#At lp:maria based on revid:knielsen@knielsen-hq.org-20090522175325-xpwm83ilnhqoqjz0
2706 Sergey Petrunia 2009-06-03
MWL#17: Table elimination
- First code. Elimination works for simple cases, passes the testsuite.
- Known issues:
= No elimination is done for aggregate functions.
= EXPLAIN EXTENDED shows eliminated tables (I think it better not)
= No benchmark yet
= The code needs some polishing.
added:
mysql-test/r/table_elim.result
mysql-test/t/table_elim.test
modified:
sql/sql_select.cc
sql/sql_select.h
sql/table.h
per-file messages:
mysql-test/r/table_elim.result
MWL#17: Table elimination
- Testcases
mysql-test/t/table_elim.test
MWL#17: Table elimination
- Testcases
sql/sql_select.cc
MWL#17: Table elimination
sql/sql_select.h
MWL#17: Table elimination
- Added JOIN_TAB::eliminated (is JOIN_TAB the best place to store this flag?)
sql/table.h
MWL#17: Table elimination
- ADded NESTED_JOIN::n_tables. We need to have the number of real tables remaining in an outer join nest.

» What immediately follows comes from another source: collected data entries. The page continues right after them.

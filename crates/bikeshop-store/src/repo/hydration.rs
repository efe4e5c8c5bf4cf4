//! Hydration layer - rebuilds domain models from joined rows
//!
//! Every read joins a row with its parents, so one query yields a complete
//! bike (with owner) or revision (with bike and owner). Column order in the
//! SELECT constants and the offsets below must agree.

use bikeshop_core::model::{Bike, BikeType, Carbon, Owner, Revision};
use rusqlite::types::Type;
use rusqlite::Row;

/// Columns per owner in a joined row
pub const OWNER_WIDTH: usize = 5;
/// Columns per bike in a joined row, excluding its owner
pub const BIKE_WIDTH: usize = 7;

pub const OWNER_SELECT: &str = "SELECT o.id, o.name, o.surname, o.phone, o.email FROM owners o";

pub const BIKE_SELECT: &str = "SELECT b.id, b.brand, b.model, b.year, b.weight, b.type, b.carbon, \
            o.id, o.name, o.surname, o.phone, o.email \
     FROM bikes b JOIN owners o ON o.id = b.owner_id";

pub const REVISION_SELECT: &str = "SELECT r.id, r.date, r.description, r.price, \
            b.id, b.brand, b.model, b.year, b.weight, b.type, b.carbon, \
            o.id, o.name, o.surname, o.phone, o.email \
     FROM revisions r \
     JOIN bikes b ON b.id = r.bike_id \
     JOIN owners o ON o.id = b.owner_id";

/// Read an owner starting at column `at`
pub fn owner_at(row: &Row<'_>, at: usize) -> rusqlite::Result<Owner> {
    Ok(Owner {
        id: Some(row.get(at)?),
        name: row.get(at + 1)?,
        surname: row.get(at + 2)?,
        phone: row.get(at + 3)?,
        email: row.get(at + 4)?,
    })
}

/// Read a bike and its owner starting at column `at`
pub fn bike_at(row: &Row<'_>, at: usize) -> rusqlite::Result<Bike> {
    let bike_type: String = row.get(at + 5)?;
    let carbon: String = row.get(at + 6)?;
    Ok(Bike {
        id: Some(row.get(at)?),
        brand: row.get(at + 1)?,
        model: row.get(at + 2)?,
        year: row.get(at + 3)?,
        weight: row.get(at + 4)?,
        bike_type: bike_type
            .parse::<BikeType>()
            .map_err(|e| rusqlite::Error::FromSqlConversionFailure(at + 5, Type::Text, Box::new(e)))?,
        carbon: carbon
            .parse::<Carbon>()
            .map_err(|e| rusqlite::Error::FromSqlConversionFailure(at + 6, Type::Text, Box::new(e)))?,
        owner: owner_at(row, at + BIKE_WIDTH)?,
    })
}

pub fn owner_from_row(row: &Row<'_>) -> rusqlite::Result<Owner> {
    owner_at(row, 0)
}

pub fn bike_from_row(row: &Row<'_>) -> rusqlite::Result<Bike> {
    bike_at(row, 0)
}

pub fn revision_from_row(row: &Row<'_>) -> rusqlite::Result<Revision> {
    Ok(Revision {
        id: Some(row.get(0)?),
        date: row.get(1)?,
        description: row.get(2)?,
        price: row.get(3)?,
        bike: bike_at(row, 4)?,
    })
}

#[cfg(test)]
mod tests {
    use super::*;

    #[test]
    fn test_select_widths_line_up() {
        let columns = |sql: &str| {
            let list = &sql[..sql.find(" FROM ").unwrap()];
            list.matches(',').count() + 1
        };
        assert_eq!(columns(OWNER_SELECT), OWNER_WIDTH);
        assert_eq!(columns(BIKE_SELECT), BIKE_WIDTH + OWNER_WIDTH);
        assert_eq!(columns(REVISION_SELECT), 4 + BIKE_WIDTH + OWNER_WIDTH);
    }
}
//! Core types shared across the bikeshop crates
//!
//! - **Schema constants**: canonical field keys and event names used by the
//!   logging facility
//! - **Sensitive data**: `Sensitive<T>` marker for redacting personal data
//!   (owner phone numbers and emails) in logs

pub mod schema;
pub mod sensitive;

pub use sensitive::Sensitive;
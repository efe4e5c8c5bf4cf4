use serde::{Deserialize, Serialize};

use super::EntityId;

/// Owner - a person who owns one or more bikes
#[derive(Debug, Clone, PartialEq, Serialize, Deserialize)]
pub struct Owner {
    /// Store-assigned id; `None` until the owner is first saved
    pub id: Option<EntityId>,

    pub name: String,

    /// One or more surnames
    pub surname: String,

    /// Nine-digit phone number
    pub phone: String,

    pub email: String,
}

impl Owner {
    /// Entity label used in errors and logs
    pub const ENTITY: &'static str = "owner";

    /// Create a transient owner (no id yet)
    pub fn new(
        name: impl Into<String>,
        surname: impl Into<String>,
        phone: impl Into<String>,
        email: impl Into<String>,
    ) -> Self {
        Self {
            id: None,
            name: name.into(),
            surname: surname.into(),
            phone: phone.into(),
            email: email.into(),
        }
    }

    pub fn is_persisted(&self) -> bool {
        self.id.is_some()
    }

    /// Full name as shown in list views: "Joan Puig"
    pub fn display_name(&self) -> String {
        format!("{} {}", self.name, self.surname)
    }
}
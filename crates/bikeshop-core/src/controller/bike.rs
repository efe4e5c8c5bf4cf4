use std::time::Instant;

use super::{finish, finish_load, BikeForm};
use crate::errors::{missing_field, ExError, ExErrorKind, Result};
use crate::log_op_start;
use crate::model::{Bike, EntityId, Owner};
use crate::repo::Repository;
use crate::rules::validation::validate_bike;

/// Bikes view
///
/// Owner ids from the form are resolved through `Repository<Owner>`; an id
/// with no row surfaces as `ParentNotFound`.
#[derive(Debug, Clone, Default)]
pub struct BikeController {
    bikes: Vec<Bike>,
}

/// Fetch the owner a bike form points at
fn resolve_owner<R: Repository<Owner>>(repo: &R, owner_id: EntityId) -> Result<Owner> {
    Repository::<Owner>::get(repo, owner_id).map_err(|err| {
        if err.kind() == ExErrorKind::NotFound {
            ExError::new(ExErrorKind::ParentNotFound)
                .with_entity(Owner::ENTITY)
                .with_entity_id(owner_id)
                .with_message(format!("Owner {} does not exist", owner_id))
        } else {
            err
        }
    })
}

/// Stand-in owner carrying only an id, used to validate a bike before any
/// store read
fn placeholder_owner(owner_id: EntityId) -> Owner {
    let mut owner = Owner::new("", "", "", "");
    owner.id = Some(owner_id);
    owner
}

impl BikeController {
    pub fn new() -> Self {
        Self::default()
    }

    /// Fetch the initial bike list
    ///
    /// # Errors
    /// Store failures from `get_all`.
    pub fn load<R: Repository<Bike>>(&mut self, repo: &R) -> Result<&[Bike]> {
        let started = Instant::now();
        log_op_start!("bike.load");
        let result = self.refresh(repo).map(|()| self.bikes.len());
        finish_load("bike.load", started, result)?;
        Ok(&self.bikes)
    }

    /// Re-read the bike list from the store
    ///
    /// # Errors
    /// Store failures from `get_all`.
    pub fn refresh<R: Repository<Bike>>(&mut self, repo: &R) -> Result<()> {
        self.bikes = Repository::<Bike>::get_all(repo)?;
        Ok(())
    }

    pub fn items(&self) -> &[Bike] {
        &self.bikes
    }

    pub fn find(&self, id: EntityId) -> Option<&Bike> {
        self.bikes.iter().find(|b| b.id == Some(id))
    }

    /// Bikes in the current list owned by `owner_id`
    pub fn by_owner(&self, owner_id: EntityId) -> impl Iterator<Item = &Bike> {
        self.bikes.iter().filter(move |b| b.owner_id() == Some(owner_id))
    }

    /// Validate and save a new bike for an existing owner
    ///
    /// # Errors
    /// Validation codes 21 to 24, `MissingField` or `InvalidChoice` for the
    /// type and carbon fields, `MissingField` without an owner id,
    /// `ParentNotFound` for an unknown owner, or the store's save errors.
    pub fn insert<R>(&mut self, repo: &mut R, form: &BikeForm) -> Result<Bike>
    where
        R: Repository<Bike> + Repository<Owner>,
    {
        let started = Instant::now();
        log_op_start!("bike.insert");
        let result = self.insert_inner(repo, form);
        finish("bike.insert", started, result)
    }

    fn insert_inner<R>(&mut self, repo: &mut R, form: &BikeForm) -> Result<Bike>
    where
        R: Repository<Bike> + Repository<Owner>,
    {
        let owner_id = form
            .owner_id
            .ok_or_else(|| missing_field(Bike::ENTITY, "owner_id"))?;
        let mut bike = form.build(placeholder_owner(owner_id))?;
        validate_bike(&bike)?;
        bike.owner = resolve_owner(&*repo, owner_id)?;
        Repository::<Bike>::save(repo, &mut bike)?;
        self.refresh(&*repo)?;
        Ok(bike)
    }

    /// Merge the supplied fields into bike `id`, validate, and store them
    ///
    /// A form owner id re-points the bike to that owner.
    ///
    /// # Errors
    /// `NotFound` for an unknown bike, `ParentNotFound` for an unknown new
    /// owner, validation codes 21 to 24, or the store's update errors.
    pub fn update<R>(&mut self, repo: &mut R, id: EntityId, form: &BikeForm) -> Result<Bike>
    where
        R: Repository<Bike> + Repository<Owner>,
    {
        let started = Instant::now();
        log_op_start!("bike.update", bike_id = id);
        let result = self.update_inner(repo, id, form);
        finish("bike.update", started, result)
    }

    fn update_inner<R>(&mut self, repo: &mut R, id: EntityId, form: &BikeForm) -> Result<Bike>
    where
        R: Repository<Bike> + Repository<Owner>,
    {
        let mut bike = Repository::<Bike>::get(&*repo, id)?;
        form.merge_into(&mut bike)?;
        validate_bike(&bike)?;
        if let Some(owner_id) = form.owner_id {
            if bike.owner_id() != Some(owner_id) {
                bike.owner = resolve_owner(&*repo, owner_id)?;
            }
        }
        Repository::<Bike>::update(repo, &bike)?;
        self.refresh(&*repo)?;
        Ok(bike)
    }

    /// Delete bike `id` and refresh the list
    ///
    /// Whether the bike's revisions block the delete or go with it is the
    /// store's delete policy.
    ///
    /// # Errors
    /// `NotFound`, or `ReferentialConflict` under the restrict policy while
    /// revisions reference the bike.
    pub fn delete<R: Repository<Bike>>(&mut self, repo: &mut R, id: EntityId) -> Result<()> {
        let started = Instant::now();
        log_op_start!("bike.delete", bike_id = id);
        let result = Repository::<Bike>::delete(repo, id).and_then(|()| self.refresh(&*repo));
        finish("bike.delete", started, result)
    }
}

=== added file 'mysql-test/r/table_elim.result'
--- a/mysql-test/r/table_elim.result 1970-01-01 00:00:00 +0000
+++ b/mysql-test/r/table_elim.result 2009-06-03 13:10:45 +0000
@@ -0,0 +1,56 @@
+drop table if exists t0, t1, t2, t3;
+create table t1 (a int);
+insert into t1 values (0),(1),(2),(3);
+create table t0 as select * from t1;
+create table t2 (a int primary key, b int)

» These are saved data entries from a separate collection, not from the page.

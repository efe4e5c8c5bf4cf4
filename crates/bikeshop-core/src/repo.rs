//! Repository contract shared by every store backend
//!
//! One trait, parameterized by entity, implemented once per entity by each
//! backend. A backend that stores all three entities implements
//! `Repository<Owner>`, `Repository<Bike>` and `Repository<Revision>`.
//!
//! Where the entity cannot be inferred from arguments or the expected
//! result (notably `delete`), call through the trait:
//!
//! ```
//! use bikeshop_core::{MemoryStore, Owner, Repository};
//!
//! let mut store = MemoryStore::new();
//! let mut owner = Owner::new("Joan", "Puig", "612345678", "joan@example.com");
//! let id = store.save(&mut owner).unwrap();
//!
//! Repository::<Owner>::delete(&mut store, id).unwrap();
//! assert!(Repository::<Owner>::get(&store, id).is_err());
//! ```

use crate::errors::Result;
use crate::model::EntityId;

/// CRUD contract for one entity type
///
/// Reads return fully hydrated entities: a bike carries its owner, a
/// revision carries its bike and that bike's owner.
pub trait Repository<T> {
    /// Fetch one entity by id
    ///
    /// # Errors
    /// `NotFound` when no row has this id.
    fn get(&self, id: EntityId) -> Result<T>;

    /// Fetch every entity, ordered by id
    ///
    /// # Errors
    /// Store failures only; an empty table yields an empty vector.
    fn get_all(&self) -> Result<Vec<T>>;

    /// Insert a new entity and write the assigned id back into it
    ///
    /// An entity that already carries an id is inserted under that id.
    ///
    /// # Errors
    /// `DuplicateKey` when the id is taken, `MissingField` when the parent
    /// reference has no id, `ParentNotFound` when it has no row.
    fn save(&mut self, entity: &mut T) -> Result<EntityId>;

    /// Overwrite the stored row with the entity's current field values
    ///
    /// # Errors
    /// `MissingField` when the entity has no id, `NotFound` when no row
    /// has it, and the parent errors of [`Repository::save`].
    fn update(&mut self, entity: &T) -> Result<()>;

    /// Remove one entity
    ///
    /// # Errors
    /// `NotFound` when no row has this id, `ReferentialConflict` when
    /// child rows still point at it and the store's delete policy does not
    /// remove them.
    fn delete(&mut self, id: EntityId) -> Result<()>;
}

+as select a, a as b from t1 where a in (1,2);
+create table t3 (a int primary key, b int)
+as select a, a as b from t1 where a in (1,3);
+# This will be eliminated:
+explain select t1.a from t1 left join t2 on t2.a=t1.a;
+id select_type table type possible_keys key key_len ref rows Extra
+1 SIMPLE t1 ALL NULL NULL NULL NULL 4
+select t1.a from t1 left join t2 on t2.a=t1.a;
+a
+0
+1
+2
+3
+# This will not be eliminated as t2.b is in in select list:
+explain select * from t1 left join t2 on t2.a=t1.a;
+id select_type table type possible_keys key key_len ref rows Extra
+1 SIMPLE t1 ALL NULL NULL NULL NULL 4
+1 SIMPLE t2 eq_ref PRIMARY PRIMARY 4 test.t1.a 1
+# This will not be eliminated as t2.b is in in order list:
+explain select t1.a from t1 left join t2 on t2.a=t1.a order by t2.b;
+id select_type table type possible_keys key key_len ref rows Extra
+1 SIMPLE t1 ALL NULL NULL NULL NULL 4 Using temporary; Using filesort
+1 SIMPLE t2 eq_ref PRIMARY PRIMARY 4 test.t1.a 1
+# This will not be eliminated as t2.b is in group list:
+explain select t1.a from t1 left join t2 on t2.a=t1.a group by t2.b;
+id select_type table type possible_keys key key_len ref rows Extra
+1 SIMPLE t1 ALL NULL NULL NULL NULL 4 Using temporary; Using filesort
+1 SIMPLE t2 eq_ref PRIMARY PRIMARY 4 test.t1.a 1
+# This will not be eliminated as t2.b is in the WHERE
+explain select t1.a from t1 left join t2 on t2.a=t1.a where t2.b < 3 or t2.b is null;
+id select_type table type possible_keys key key_len ref rows Extra
+1 SIMPLE t1 ALL NULL NULL NULL NULL 4
+1 SIMPLE t2 eq_ref PRIMARY PRIMARY 4 test.t1.a 1 Using where
+# Elimination of multiple tables:
+explain select t1.a from t1 left join (t2 join t3) on t2.a=t1.a and t3.a=t1.a;
+id select_type table type possible_keys key key_len ref rows Extra
+1 SIMPLE t1 ALL NULL NULL NULL NULL 4
+# Elimination of multiple tables (2):
+explain select t1.a from t1 left join (t2 join t3 on t2.b=t3.b) on t2.a=t1.a and t3.a=t1.a;
+id select_type table type possible_keys key key_len ref rows Extra
+1 SIMPLE t1 ALL NULL NULL NULL NULL 4
+# Elimination when done within an outer join nest:
+explain
+select t0.*
+from
+t0 left join (t1 left join (t2 join t3 on t2.b=t3.b) on t2.a=t1.a and
+t3.a=t1.a) on t0.a=t1.a;
+id select_type table type possible_keys key key_len ref rows Extra
+1 SIMPLE t0 ALL NULL NULL NULL NULL 4
+1 SIMPLE t1 ALL NULL NULL NULL NULL 4
+drop table t0, t1, t2, t3;
=== added file 'mysql-test/t/table_elim.test'
--- a/mysql-test/t/table_elim.test 1970-01-01 00:00:00 +0000
+++ b/mysql-test/t/table_elim.test 2009-06-03 13:10:45 +0000
@@ -0,0 +1,52 @@
+#
+# Table elimination (MWL#17) tests
+#
+--disable_warnings
+drop table if exists t0, t1, t2, t3;
+--enable_warnings
+
+create table t1 (a int);
+insert into t1 values (0),(1),(2),(3);
+create table t0 as select * from t1;
+
+create table t2 (a int primary key, b int)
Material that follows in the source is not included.